Estamos frente a un nuevo reality show: “Trump’s Administration”.

 

“Al final del día, todos quieren oír y hablar sobre Trump. Cada vez que nos alejamos de la historia de Trump y cubrimos otro tipo de eventos la audiencia desaparece”, confiesa el presidente de CNN Jeff Zucker. El escenario de los diferentes canales como FOX News, MSNBC y CNN nunca ha sido mejor. Los ratings de CNN alcanzan niveles jamás vistos. En la era pre Trump su audiencia promedio bordeaba los 400 mil espectadores diarios. Ahora supera los 700 mil, lo que obviamente ha aumentado sus ingresos logrando que el 2018 sea el periodo con su mejor rentabilidad histórica. En el caso de FOX las cifras son aún mejores. Mientras el juez Brett Kavanaugh -quien fue nominado por Trump para integrar la Corte Suprema- se defendía frente al senado tras las acusaciones de abuso sexual, la cadena de Robert Murdoch atrajo a casi 5.7 millones de espectadores (más que NBC y CNN juntos). En palabras del ex CEO de la cadena CBS, Les Moonves: “Puede que Trump no sea bueno para América, pero es extraordinariamente bueno para CBS”.

 

Estamos frente a un nuevo reality show: “Trump’s Administration”. De acuerdo con un reciente reportaje de Vanity Fair, en él las estrellas son periodistas convertidos en celebridades luego de que Trump tan solo los nombre en twitter. Junto a ellos desfila un abanico de opinólogos (una epidemia transversal en la televisión actual) compuesto por analistas políticos, militares en retiro, ex miembros del FBI, funcionarios despedidos intempestivamente de la Casa Blanca… todos en busca su minuto de fama. Un reality que se trasmite 24 horas, 7 días a la semana y en el cual las dinámicas de “en capilla” y “confesiones en off” son parte del juego. No hay que olvidar que el protagonista de este “imaginario” programa es un veterano en estas lides. El Presidente de Estados Unidos fue por 14 temporadas el rostro de “El Aprendiz”, formato de televisión donde Trump aparecía como él mismo, con su estilo de vida lujoso y cubierto de un halo de éxito y dólares.
Cuando la cultura reality es parte del ADN, la clásica máxima de que “la publicidad no es ni buena ni mala, es publicidad” cobra sentido.

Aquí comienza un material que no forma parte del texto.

//! Health and status endpoints

use axum::{extract::State, routing::get, Json, Router};
use serde::Serialize;

use crate::config::PerType;
use crate::media::MediaType;
use crate::services::{LibraryState, ScanStatus};
use crate::AppState;

#[derive(Serialize)]
pub struct HealthResponse {
    pub status: &'static str,
    pub version: &'static str,
}

#[derive(Debug, Serialize)]
#[serde(rename_all = "camelCase")]
pub struct StatusResponse {
    #[serde(flatten)]
    pub scan: ScanStatus,
    pub plex_connected: bool,
    /// Refresh requests waiting in the queue
    pub plex_queue: usize,
    /// Requests held for the time-of-day flush
    pub plex_pending: usize,
    /// Folder names no provider could match
    pub unmatched: PerType<Vec<String>>,
    /// Matched titles the image service had no poster for
    pub missing_posters: PerType<Vec<String>>,
}

/// Health check - always returns OK if the server is running
async fn healthz() -> Json<HealthResponse> {
    Json(HealthResponse {
        status: "healthy",
        version: env!("CARGO_PKG_VERSION"),
    })
}

async fn status(State(state): State<AppState>) -> Json<StatusResponse> {
    Json(StatusResponse {
        scan: state.scanner.status(),
        plex_connected: state.refresh.is_connected(),
        plex_queue: state.refresh.queue_len(),
        plex_pending: state.refresh.pending_len(),
        unmatched: per_type(&state.state, LibraryState::unmatched_keys),
        missing_posters: per_type(&state.state, LibraryState::missing_poster_keys),
    })
}

fn per_type(library: &LibraryState, keys: fn(&LibraryState, MediaType) -> Vec<String>) -> PerType<Vec<String>> {
    PerType {
        movie: keys(library, MediaType::Movie),
        series: keys(library, MediaType::Series),
    }
}

pub fn router() -> Router<AppState> {
    Router::new()
        .route("/healthz", get(healthz))
        .route("/status", get(status))
}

En menor escala, pero también en primera plana está Maite Orsini (quien en su cuenta de twitter se describe como “Diputada por el D9. Militante de @RDemocrática, Abogada, Arquera y Guitarrista amateur”). La historia de su ya mencionado encuentro en París está acompañada de infracciones de tránsito de su ahora compañero sentimental (Boric) y declaraciones llenas de misterio que logran generar más y más tensión. A lo anterior se suman supuestos problemas médicos y un mediático “desvanecimiento” en el hemiciclo  mientras se discutía el Presupuesto 2019. Toda un diva del showbusiness criollo que termina por transformar a la política en tema de farándula.

 

Ambas historias son noticias en desarrollo. Todo puede pasar, ya que cuando la cultura reality es parte del ADN, la clásica máxima de que “la publicidad no es ni buena ni mala, es publicidad” cobra sentido. Ahora solo nos queda esperar el próximo capítulo, conocer al  “eliminado por convivencia” y ver quién queda para el “repechaje”.